Description of the task | Show, in full, each line of the data that contains "PixelShaderOutput".

Material supplied |
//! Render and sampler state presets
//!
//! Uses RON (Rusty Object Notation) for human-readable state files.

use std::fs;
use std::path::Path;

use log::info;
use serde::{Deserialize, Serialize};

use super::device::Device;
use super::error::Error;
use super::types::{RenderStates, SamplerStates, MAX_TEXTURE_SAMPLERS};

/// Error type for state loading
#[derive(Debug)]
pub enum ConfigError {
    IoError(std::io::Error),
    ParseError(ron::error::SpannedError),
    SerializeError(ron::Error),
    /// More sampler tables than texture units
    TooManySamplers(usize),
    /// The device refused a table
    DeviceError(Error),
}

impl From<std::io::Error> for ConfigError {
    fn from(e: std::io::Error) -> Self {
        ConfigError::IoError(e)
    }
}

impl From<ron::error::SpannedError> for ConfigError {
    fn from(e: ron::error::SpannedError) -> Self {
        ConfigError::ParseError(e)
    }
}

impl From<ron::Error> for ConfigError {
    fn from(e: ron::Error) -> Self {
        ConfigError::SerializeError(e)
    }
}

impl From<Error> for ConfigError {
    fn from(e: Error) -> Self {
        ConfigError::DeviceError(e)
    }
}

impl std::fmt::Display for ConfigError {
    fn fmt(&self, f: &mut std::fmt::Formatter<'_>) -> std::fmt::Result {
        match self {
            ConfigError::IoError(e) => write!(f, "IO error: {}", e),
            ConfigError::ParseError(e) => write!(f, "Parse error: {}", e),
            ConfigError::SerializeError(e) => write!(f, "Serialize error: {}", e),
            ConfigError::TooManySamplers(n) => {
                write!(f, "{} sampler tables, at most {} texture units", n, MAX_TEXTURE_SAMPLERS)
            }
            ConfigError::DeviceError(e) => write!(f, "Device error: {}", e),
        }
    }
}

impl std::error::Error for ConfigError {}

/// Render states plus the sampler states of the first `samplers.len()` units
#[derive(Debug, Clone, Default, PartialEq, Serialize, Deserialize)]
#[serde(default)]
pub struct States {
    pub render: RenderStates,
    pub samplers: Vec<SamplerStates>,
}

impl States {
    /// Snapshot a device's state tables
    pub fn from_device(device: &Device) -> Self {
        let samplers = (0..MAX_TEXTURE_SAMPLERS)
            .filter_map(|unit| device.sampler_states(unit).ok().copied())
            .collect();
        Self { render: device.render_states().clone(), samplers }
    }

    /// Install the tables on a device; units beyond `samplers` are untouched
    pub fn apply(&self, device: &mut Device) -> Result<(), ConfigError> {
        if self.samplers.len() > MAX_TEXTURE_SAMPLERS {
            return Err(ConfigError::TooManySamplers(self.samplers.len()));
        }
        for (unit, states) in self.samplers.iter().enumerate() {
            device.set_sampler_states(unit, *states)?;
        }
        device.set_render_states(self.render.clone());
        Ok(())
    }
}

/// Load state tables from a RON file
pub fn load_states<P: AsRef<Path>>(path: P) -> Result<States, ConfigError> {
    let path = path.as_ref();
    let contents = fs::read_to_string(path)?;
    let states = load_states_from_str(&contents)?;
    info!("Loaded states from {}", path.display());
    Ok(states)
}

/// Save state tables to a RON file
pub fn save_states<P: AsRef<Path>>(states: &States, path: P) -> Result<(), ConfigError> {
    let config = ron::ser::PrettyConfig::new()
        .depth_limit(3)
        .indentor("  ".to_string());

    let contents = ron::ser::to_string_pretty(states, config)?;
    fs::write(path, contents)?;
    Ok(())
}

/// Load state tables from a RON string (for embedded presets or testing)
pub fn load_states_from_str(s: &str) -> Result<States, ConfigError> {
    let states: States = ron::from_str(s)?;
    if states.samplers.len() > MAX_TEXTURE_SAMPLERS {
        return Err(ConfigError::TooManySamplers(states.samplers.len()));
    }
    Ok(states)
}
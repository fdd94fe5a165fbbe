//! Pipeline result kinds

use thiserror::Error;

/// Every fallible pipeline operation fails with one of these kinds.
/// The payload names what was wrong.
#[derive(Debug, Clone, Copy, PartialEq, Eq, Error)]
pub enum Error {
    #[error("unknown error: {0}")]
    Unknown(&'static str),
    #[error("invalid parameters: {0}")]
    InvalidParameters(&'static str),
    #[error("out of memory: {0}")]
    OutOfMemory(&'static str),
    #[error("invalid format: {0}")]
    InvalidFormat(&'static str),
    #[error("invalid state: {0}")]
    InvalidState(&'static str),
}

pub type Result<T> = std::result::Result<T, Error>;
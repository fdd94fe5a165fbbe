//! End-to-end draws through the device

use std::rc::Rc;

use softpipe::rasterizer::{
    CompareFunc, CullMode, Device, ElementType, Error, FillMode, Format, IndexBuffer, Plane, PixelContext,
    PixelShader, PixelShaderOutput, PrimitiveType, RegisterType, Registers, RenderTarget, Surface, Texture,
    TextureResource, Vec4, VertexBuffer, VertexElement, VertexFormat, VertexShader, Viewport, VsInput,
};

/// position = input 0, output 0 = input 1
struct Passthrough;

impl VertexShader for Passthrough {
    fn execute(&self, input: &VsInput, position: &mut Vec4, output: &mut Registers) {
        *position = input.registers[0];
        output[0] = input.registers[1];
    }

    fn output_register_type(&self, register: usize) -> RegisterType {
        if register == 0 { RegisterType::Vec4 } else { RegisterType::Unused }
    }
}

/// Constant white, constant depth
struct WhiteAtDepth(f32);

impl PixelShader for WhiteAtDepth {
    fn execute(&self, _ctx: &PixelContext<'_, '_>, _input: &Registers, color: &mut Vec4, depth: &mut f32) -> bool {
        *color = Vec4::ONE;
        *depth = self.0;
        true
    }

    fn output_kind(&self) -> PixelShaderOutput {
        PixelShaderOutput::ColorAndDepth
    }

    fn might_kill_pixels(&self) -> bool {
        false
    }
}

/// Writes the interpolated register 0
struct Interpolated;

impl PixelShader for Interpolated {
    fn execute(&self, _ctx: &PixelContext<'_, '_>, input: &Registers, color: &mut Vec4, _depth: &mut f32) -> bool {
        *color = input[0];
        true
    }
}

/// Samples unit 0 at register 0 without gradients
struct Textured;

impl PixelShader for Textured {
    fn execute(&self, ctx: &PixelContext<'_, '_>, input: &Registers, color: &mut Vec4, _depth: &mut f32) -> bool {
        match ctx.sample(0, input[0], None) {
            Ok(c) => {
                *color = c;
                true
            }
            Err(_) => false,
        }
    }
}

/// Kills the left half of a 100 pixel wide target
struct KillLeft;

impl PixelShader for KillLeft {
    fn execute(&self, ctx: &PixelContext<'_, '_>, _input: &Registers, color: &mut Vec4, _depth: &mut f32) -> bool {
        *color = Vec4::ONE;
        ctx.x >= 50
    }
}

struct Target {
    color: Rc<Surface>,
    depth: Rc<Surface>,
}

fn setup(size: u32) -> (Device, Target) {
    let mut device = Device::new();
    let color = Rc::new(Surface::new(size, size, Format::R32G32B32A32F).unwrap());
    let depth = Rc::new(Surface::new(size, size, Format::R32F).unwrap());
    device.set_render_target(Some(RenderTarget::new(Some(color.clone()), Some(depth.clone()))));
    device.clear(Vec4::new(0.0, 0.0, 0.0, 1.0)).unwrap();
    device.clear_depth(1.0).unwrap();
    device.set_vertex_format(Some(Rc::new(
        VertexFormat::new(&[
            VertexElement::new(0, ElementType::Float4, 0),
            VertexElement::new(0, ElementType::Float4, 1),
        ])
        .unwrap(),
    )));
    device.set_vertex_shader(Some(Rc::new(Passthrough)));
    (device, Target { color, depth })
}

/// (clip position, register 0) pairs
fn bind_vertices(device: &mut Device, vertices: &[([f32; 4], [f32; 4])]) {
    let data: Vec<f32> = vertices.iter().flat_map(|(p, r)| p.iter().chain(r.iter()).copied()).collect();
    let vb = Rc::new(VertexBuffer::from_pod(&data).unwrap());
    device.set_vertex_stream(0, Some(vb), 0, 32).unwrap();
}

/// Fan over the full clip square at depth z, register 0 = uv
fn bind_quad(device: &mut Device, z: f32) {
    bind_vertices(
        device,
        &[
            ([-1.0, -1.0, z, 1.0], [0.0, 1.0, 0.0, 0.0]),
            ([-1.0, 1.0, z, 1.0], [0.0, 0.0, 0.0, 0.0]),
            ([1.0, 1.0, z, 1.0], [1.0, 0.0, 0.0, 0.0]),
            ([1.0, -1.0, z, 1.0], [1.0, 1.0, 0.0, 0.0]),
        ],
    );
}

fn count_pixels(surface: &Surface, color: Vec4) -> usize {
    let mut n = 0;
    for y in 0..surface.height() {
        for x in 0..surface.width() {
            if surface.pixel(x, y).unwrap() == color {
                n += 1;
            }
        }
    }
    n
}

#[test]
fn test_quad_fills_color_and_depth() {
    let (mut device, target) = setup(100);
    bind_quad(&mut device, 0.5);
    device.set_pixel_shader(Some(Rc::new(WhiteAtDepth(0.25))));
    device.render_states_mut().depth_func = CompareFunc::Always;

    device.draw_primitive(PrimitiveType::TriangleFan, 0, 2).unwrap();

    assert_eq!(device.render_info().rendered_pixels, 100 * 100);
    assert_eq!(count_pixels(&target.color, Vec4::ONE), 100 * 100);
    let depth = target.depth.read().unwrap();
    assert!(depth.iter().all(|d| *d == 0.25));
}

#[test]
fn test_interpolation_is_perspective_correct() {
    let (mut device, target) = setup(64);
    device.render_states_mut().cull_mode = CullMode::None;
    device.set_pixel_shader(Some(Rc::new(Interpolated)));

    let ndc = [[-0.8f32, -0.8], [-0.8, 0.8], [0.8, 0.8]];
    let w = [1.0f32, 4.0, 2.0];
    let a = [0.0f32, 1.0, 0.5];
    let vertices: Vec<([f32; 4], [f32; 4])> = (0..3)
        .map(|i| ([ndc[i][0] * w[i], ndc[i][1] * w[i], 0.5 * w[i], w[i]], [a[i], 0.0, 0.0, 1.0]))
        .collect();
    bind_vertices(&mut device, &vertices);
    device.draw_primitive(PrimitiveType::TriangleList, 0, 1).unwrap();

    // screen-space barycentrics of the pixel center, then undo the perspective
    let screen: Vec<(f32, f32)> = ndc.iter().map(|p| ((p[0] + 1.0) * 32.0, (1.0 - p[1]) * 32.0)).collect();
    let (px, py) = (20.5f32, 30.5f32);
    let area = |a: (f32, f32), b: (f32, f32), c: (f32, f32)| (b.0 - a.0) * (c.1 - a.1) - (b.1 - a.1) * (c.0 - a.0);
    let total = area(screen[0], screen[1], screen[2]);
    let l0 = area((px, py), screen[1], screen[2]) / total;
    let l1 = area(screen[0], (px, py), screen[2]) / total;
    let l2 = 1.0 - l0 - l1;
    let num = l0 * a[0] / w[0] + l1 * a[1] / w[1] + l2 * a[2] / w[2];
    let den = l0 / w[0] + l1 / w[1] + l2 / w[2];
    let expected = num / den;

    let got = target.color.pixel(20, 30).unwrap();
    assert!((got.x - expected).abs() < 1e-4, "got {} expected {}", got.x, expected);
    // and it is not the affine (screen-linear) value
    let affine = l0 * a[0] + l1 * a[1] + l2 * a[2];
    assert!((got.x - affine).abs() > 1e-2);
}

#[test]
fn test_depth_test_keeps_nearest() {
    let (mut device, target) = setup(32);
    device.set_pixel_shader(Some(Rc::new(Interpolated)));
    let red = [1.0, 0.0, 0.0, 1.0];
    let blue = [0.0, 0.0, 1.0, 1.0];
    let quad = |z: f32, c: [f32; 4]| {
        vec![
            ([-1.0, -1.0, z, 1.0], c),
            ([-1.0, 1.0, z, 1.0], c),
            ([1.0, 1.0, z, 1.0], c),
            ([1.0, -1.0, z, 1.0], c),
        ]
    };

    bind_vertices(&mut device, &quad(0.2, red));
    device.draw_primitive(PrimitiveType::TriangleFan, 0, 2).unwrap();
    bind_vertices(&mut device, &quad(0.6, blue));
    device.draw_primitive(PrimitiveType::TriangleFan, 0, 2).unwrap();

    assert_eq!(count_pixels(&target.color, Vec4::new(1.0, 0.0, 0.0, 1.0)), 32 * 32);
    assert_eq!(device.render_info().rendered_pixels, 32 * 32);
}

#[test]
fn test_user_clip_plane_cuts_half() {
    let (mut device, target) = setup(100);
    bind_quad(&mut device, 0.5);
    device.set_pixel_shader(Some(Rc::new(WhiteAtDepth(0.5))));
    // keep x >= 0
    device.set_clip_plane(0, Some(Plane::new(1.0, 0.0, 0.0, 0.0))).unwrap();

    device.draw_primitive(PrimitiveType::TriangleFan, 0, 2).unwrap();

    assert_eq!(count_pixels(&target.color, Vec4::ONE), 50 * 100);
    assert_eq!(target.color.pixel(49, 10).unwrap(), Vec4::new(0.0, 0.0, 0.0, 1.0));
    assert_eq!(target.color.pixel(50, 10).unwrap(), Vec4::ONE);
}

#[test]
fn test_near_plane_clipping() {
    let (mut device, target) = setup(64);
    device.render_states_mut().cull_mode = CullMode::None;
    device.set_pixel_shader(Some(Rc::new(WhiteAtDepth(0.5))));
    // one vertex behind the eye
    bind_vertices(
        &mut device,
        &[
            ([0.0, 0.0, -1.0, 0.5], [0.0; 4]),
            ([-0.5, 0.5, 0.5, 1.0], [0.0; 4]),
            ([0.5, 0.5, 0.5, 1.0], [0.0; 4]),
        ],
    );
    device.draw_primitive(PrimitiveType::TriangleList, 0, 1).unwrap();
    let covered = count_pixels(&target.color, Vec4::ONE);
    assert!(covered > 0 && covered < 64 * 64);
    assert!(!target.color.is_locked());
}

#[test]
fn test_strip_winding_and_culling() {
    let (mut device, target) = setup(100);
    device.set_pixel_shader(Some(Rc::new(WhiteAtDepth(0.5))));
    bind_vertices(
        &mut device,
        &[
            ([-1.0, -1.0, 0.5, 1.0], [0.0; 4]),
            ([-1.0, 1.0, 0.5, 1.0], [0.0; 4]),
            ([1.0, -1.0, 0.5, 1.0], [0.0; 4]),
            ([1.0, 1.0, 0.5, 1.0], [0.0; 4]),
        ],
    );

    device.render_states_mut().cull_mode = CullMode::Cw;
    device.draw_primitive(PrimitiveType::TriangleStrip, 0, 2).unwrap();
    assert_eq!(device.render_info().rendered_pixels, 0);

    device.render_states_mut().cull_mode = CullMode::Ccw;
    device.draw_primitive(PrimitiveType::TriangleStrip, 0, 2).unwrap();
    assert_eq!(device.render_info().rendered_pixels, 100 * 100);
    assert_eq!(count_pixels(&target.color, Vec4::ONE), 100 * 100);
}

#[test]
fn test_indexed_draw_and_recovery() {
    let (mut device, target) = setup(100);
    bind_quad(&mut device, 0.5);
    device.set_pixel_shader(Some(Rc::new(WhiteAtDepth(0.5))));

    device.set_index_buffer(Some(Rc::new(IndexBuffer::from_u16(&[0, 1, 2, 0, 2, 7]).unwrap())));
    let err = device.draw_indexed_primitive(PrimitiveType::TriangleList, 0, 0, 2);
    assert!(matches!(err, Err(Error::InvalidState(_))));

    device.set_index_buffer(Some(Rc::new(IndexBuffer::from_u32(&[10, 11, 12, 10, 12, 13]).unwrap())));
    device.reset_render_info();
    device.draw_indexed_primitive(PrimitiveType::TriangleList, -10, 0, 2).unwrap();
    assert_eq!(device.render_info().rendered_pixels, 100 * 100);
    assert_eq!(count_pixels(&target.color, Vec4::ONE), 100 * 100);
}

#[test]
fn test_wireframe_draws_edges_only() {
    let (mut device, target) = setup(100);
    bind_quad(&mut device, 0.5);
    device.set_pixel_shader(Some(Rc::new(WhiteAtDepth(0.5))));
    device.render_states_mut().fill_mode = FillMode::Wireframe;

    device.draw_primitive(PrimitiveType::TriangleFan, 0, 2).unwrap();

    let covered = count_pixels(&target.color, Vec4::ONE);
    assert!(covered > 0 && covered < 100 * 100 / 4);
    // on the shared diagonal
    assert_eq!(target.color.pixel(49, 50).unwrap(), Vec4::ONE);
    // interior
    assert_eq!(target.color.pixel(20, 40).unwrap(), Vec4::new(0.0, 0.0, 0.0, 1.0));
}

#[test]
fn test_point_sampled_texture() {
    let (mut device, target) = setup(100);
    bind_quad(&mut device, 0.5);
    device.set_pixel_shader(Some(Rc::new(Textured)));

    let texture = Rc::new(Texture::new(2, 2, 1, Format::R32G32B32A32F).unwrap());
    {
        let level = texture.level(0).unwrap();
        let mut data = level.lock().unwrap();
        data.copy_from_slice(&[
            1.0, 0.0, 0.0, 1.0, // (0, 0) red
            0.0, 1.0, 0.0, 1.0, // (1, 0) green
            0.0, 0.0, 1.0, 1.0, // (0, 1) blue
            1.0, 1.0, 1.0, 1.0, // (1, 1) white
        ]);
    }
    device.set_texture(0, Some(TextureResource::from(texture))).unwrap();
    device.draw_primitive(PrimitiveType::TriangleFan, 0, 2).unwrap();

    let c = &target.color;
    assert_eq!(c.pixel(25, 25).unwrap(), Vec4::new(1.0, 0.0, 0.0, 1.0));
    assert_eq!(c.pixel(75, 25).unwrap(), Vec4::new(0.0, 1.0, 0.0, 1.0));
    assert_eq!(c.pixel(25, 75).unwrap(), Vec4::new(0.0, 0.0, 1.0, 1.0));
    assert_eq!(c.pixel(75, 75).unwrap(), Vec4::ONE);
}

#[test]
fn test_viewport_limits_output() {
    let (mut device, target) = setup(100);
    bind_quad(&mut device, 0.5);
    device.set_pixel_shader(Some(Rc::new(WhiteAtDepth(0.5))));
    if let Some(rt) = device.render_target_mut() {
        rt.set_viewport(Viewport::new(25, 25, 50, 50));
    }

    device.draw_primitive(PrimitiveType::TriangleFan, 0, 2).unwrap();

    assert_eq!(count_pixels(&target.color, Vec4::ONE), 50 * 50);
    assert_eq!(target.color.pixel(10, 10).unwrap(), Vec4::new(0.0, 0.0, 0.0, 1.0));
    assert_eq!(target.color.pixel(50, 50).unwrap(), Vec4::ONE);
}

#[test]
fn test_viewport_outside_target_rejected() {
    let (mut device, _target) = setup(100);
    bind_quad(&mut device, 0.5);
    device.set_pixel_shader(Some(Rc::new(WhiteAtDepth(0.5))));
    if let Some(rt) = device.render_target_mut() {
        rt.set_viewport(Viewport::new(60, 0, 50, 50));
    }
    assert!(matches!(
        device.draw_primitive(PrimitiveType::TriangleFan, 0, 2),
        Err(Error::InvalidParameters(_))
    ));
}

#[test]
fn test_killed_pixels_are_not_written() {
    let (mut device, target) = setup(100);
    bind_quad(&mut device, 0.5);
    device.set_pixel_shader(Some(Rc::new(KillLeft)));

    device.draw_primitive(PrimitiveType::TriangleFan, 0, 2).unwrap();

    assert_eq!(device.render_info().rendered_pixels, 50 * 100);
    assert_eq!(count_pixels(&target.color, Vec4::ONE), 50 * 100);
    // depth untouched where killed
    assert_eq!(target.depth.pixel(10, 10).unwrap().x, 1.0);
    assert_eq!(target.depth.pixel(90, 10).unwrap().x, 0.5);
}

Answer to this exercise |
    PixelShader, PixelShaderOutput, PrimitiveType, RegisterType, Registers, RenderTarget, Surface, Texture,
    fn output_kind(&self) -> PixelShaderOutput {
        PixelShaderOutput::ColorAndDepth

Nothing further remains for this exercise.